からだの豆知識 第2回 『冬の宴会シーズン、秋から準備!』

2010年8月31日
秋ウコンって何?
ウコンはショウガ科の多年草でインド、アジア、沖縄など亜熱帯地方に自生する植物です。英名がターメリックということでカレー粉の黄色い成分としてご存知の方も多いでしょう。
昔からウコンには肝臓を強くする働きがあるとされ、日本では沖縄で「うっちん」の名で親しまれお茶や料理に、古くから民間療法として取り入れられていました。

秋ウコン、春ウコン、紫ウコンの3種類があり、秋、春は花のつく季節で呼び分けています。紫ウコンは「ガジュツ」という全く別の植物です。
秋ウコンと春ウコンは成分が違い、色素成分クルクミンが春ウコン「キョウオウ」には秋ウコンの10分の1しか入っていません。そのため一般に「ウコン」と呼ぶのは秋ウコンのことです。

クルクミンの肝臓に対する作用は色々研究されています。
胆汁の分泌を活性する働き、肝臓での解毒酵素グルタチオンを活性する働き、アルコールの分解過程でできるアセトアルデヒドの分解スピードを高めるなどと言われています。
薬と違ってこれがこう効くとはっきりしたものではないのですが、経験的に使われたウコンの成分の中でクルクミンを取り上げたサプリが二日酔いの予防につかわれたり、肝機能アップに使われるのはこの作用によるものです。

最近注目されているクルクミンの作用に美容に関するものがあります。
これはクルクミンがポリフェノールの一つであること。
ポリフェノールといえば抗酸化作用です。

活性酸素により酸化が進み、我々の身体のあちこちの細胞は、言わば錆びた状態になっています。酸化を止めるには活性酸素を除去する効果のあるものを外から取り入れる必要があります。
クルクミンの抗酸化作用がダメージを老けた身体やお肌を修復してくれると考えられます。
クルクミンがシワの原因を作る酵素を抑えるともいわれます。
お酒を飲む人だけでなく美容と毎日の健康のために取り入れたいものです。

インドの女性は紫外線を浴びているのに肌年齢が若いのはカレーを毎日食べているからとかクルクミンでパックしているからといわれます。インドの人は毎日辛いものを食べているのに胃が悪くならないのかと不思議に思ったことがあります。
もちろん人種差がありますからすぐに比べられませんが、ウコンには健胃作用もあります。私がインドに行ったときの経験ですが、毎食カレーのような料理を食べるはめになり、胃が丈夫でない私は二食目でうんざりだったのですが、食べ続けてるうちに慣れてしまい、帰る頃にはこのまま毎日カレーでも大丈夫な気がしてきました。

タージマハル

シリマリンって何?
マリアアザミ マリアアザミというハーブの種子に含まれる成分です。
マリアアザミはオオアザミとも呼ばれ紅紫色の花を咲かせるキク科の植物で、1m以上の丈にトゲを持ち白い斑模様の葉を持ちます。
英名はミルクシスルといい名前の由来はマリア様の母乳が葉の上に落ち葉脈の白い模様がミルクに見えるからといわれています。
ヨーロッパでは昔から肝臓の治療薬や毒キノコの解毒に用いられてきました。ドイツでは成分のシリマリンの肝細胞保護作用、肝機能改善作用が認められ、慢性肝炎、肝硬変などへの医療機関での使用が許可されています。
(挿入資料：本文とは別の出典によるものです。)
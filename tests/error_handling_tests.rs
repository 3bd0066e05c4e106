//! Tests for the typed error handling system
//!
//! These tests verify that:
//! - Client input errors map to 4xx and defects map to 500
//! - Error responses carry a stable code and useful details
//! - Leaf errors convert into the top-level error

use axum::http::StatusCode;
use axum::response::IntoResponse;
use routine::core::error::{
    ConfigError, EntityError, FieldValidationError, MappingError, RequestError, RoutineError,
    ShapingError, ValidationError,
};
use uuid::Uuid;

// =============================================================================
// HTTP Status Code Tests
// =============================================================================

mod status_code_tests {
    use super::*;

    #[test]
    fn test_entity_not_found_returns_404() {
        let err = RoutineError::Entity(EntityError::NotFound {
            entity_type: "Company",
            id: Uuid::new_v4(),
        });
        assert_eq!(err.status_code(), StatusCode::NOT_FOUND);
    }

    #[test]
    fn test_incomplete_collection_returns_404() {
        let err = RoutineError::Entity(EntityError::CollectionIncomplete {
            entity_type: "companies",
            requested: 3,
            found: 2,
        });
        assert_eq!(err.status_code(), StatusCode::NOT_FOUND);
    }

    #[test]
    fn test_taken_id_returns_409() {
        let err = RoutineError::Entity(EntityError::Conflict {
            entity_type: "Employee",
            id: Uuid::new_v4(),
        });
        assert_eq!(err.status_code(), StatusCode::CONFLICT);
        assert_eq!(err.error_code(), "ENTITY_CONFLICT");
    }

    #[test]
    fn test_bad_query_parameters_return_400() {
        let sort = RoutineError::from(ValidationError::InvalidSortExpression {
            field: "salary".to_string(),
        });
        let fields = RoutineError::from(ValidationError::InvalidFields {
            field: "salary".to_string(),
            shape: "EmployeeDto",
        });
        let filter = RoutineError::from(ValidationError::InvalidFilter {
            parameter: "genderDisplay".to_string(),
            value: "robot".to_string(),
        });
        assert_eq!(sort.status_code(), StatusCode::BAD_REQUEST);
        assert_eq!(fields.status_code(), StatusCode::BAD_REQUEST);
        assert_eq!(filter.status_code(), StatusCode::BAD_REQUEST);
    }

    #[test]
    fn test_body_violations_return_422() {
        let err = RoutineError::from(ValidationError::FieldErrors(vec![FieldValidationError::new(
            "employeeNo",
            "employeeNo must be exactly 4 characters",
        )]));
        assert_eq!(err.status_code(), StatusCode::UNPROCESSABLE_ENTITY);
    }

    #[test]
    fn test_request_errors() {
        let media = RoutineError::from(RequestError::InvalidMediaType {
            value: "nonsense".to_string(),
        });
        let unsupported = RoutineError::from(RequestError::UnsupportedMediaType {
            content_type: "text/plain".to_string(),
        });
        let ids = RoutineError::from(RequestError::InvalidIdList {
            value: "(1,2)".to_string(),
        });
        assert_eq!(media.status_code(), StatusCode::BAD_REQUEST);
        assert_eq!(unsupported.status_code(), StatusCode::UNSUPPORTED_MEDIA_TYPE);
        assert_eq!(ids.status_code(), StatusCode::BAD_REQUEST);
    }

    #[test]
    fn test_programming_errors_return_500() {
        let unregistered = RoutineError::from(MappingError::NotRegistered {
            source_shape: "CompanyDto",
            storage: "Company",
        });
        let unknown_key = RoutineError::from(MappingError::UnknownSortKey {
            key: "salary".to_string(),
        });
        let unknown_field = RoutineError::from(ShapingError::UnknownField {
            field: "salary".to_string(),
            shape: "EmployeeDto",
        });
        let config = RoutineError::from(ConfigError::DuplicateMapping {
            source_shape: "EmployeeDto",
            storage: "Employee",
        });

        for err in [unregistered, unknown_key, unknown_field, config] {
            assert_eq!(err.status_code(), StatusCode::INTERNAL_SERVER_ERROR);
            assert!(!err.is_client_error());
        }
    }
}

// =============================================================================
// Error Response Format Tests
// =============================================================================

mod response_format_tests {
    use super::*;

    #[test]
    fn test_not_found_details() {
        let id = Uuid::new_v4();
        let response = RoutineError::Entity(EntityError::NotFound {
            entity_type: "Employee",
            id,
        })
        .to_response();

        assert_eq!(response.code, "ENTITY_NOT_FOUND");
        assert!(response.message.contains(&id.to_string()));
        let details = response.details.unwrap();
        assert_eq!(details["entity_type"], "Employee");
    }

    #[test]
    fn test_field_errors_are_listed() {
        let response = RoutineError::from(ValidationError::FieldErrors(vec![
            FieldValidationError::new("firstName", "first name and last name must differ"),
            FieldValidationError::new("lastName", "first name and last name must differ"),
        ]))
        .to_response();

        assert_eq!(response.code, "VALIDATION_FAILED");
        let fields = response.details.unwrap()["fields"].as_array().unwrap().clone();
        assert_eq!(fields.len(), 2);
        assert_eq!(fields[1]["field"], "lastName");
    }

    #[test]
    fn test_sort_error_names_the_field() {
        let response = RoutineError::from(ValidationError::InvalidSortExpression {
            field: "salary".to_string(),
        })
        .to_response();
        assert_eq!(response.code, "INVALID_ORDER_BY");
        assert_eq!(response.details.unwrap()["field"], "salary");
    }

    #[tokio::test]
    async fn test_into_response_writes_json_body() {
        let response = RoutineError::from(RequestError::InvalidIdList {
            value: "(nope)".to_string(),
        })
        .into_response();
        assert_eq!(response.status(), StatusCode::BAD_REQUEST);

        let bytes = axum::body::to_bytes(response.into_body(), usize::MAX)
            .await
            .unwrap();
        let body: serde_json::Value = serde_json::from_slice(&bytes).unwrap();
        assert_eq!(body["code"], "INVALID_ID_LIST");
        assert!(body.get("details").is_none());
    }
}

// =============================================================================
// Error Matching Tests
// =============================================================================

mod matching_tests {
    use super::*;

    fn lookup(registered: bool) -> Result<(), RoutineError> {
        if registered {
            Ok(())
        } else {
            Err(MappingError::NotRegistered {
                source_shape: "EmployeeDto",
                storage: "Employee",
            }
            .into())
        }
    }

    #[test]
    fn test_match_on_category() {
        match lookup(false) {
            Err(RoutineError::Mapping(MappingError::NotRegistered { storage, .. })) => {
                assert_eq!(storage, "Employee");
            }
            other => panic!("unexpected result: {:?}", other),
        }
        assert!(lookup(true).is_ok());
    }

    #[test]
    fn test_internal_error_message() {
        let err = RoutineError::Internal("lock poisoned".to_string());
        assert_eq!(err.error_code(), "INTERNAL_ERROR");
        assert_eq!(err.to_string(), "Internal error: lock poisoned");
    }
}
では、シリマリンがどう効くのかということについてですが、研究結果によるとグルタチオンの量を増やすということのようです。
グルタチオンとはグルタミン酸、システイン、グリシンという三つのアミノ酸からなり本来我々の身体に存在するものです。
医薬品(タチオン他)として解毒、肝機能改善、代謝改善に使われています。皮膚科領域では湿疹シミなどに使われる場合もあります。
グルタチオンの働きは様々な有害物質をそのシステイン部分に結合させ細胞から外へ排出させます。そして肝臓から尿へと排出されるわけです。
つまりシリマリンによってグルタチオンが増えれば肝臓の解毒作用も活性化するわけです。

シリマリンのもう一つの効果に抗酸化作用があります。シリマリンの成分はフラボノリグナンというポリフェノールと同じく植物が持つ抗酸化物質です。
我々の身体に多く出来過ぎた活性酸素を除去する働きをして、細胞や臓器を守ります。
グルタチオンは細胞内で発生した活性酸素や過酸化物と反応してこれらを消去します。
個の時必要になるのがグルタチオンペルオキシターゼという酵素ですが残念ながらこの酵素類は加齢とともに減ってしまいます。
シリマリンのような抗酸化作用のあるものをサプリとして外から補う必要があるわけです。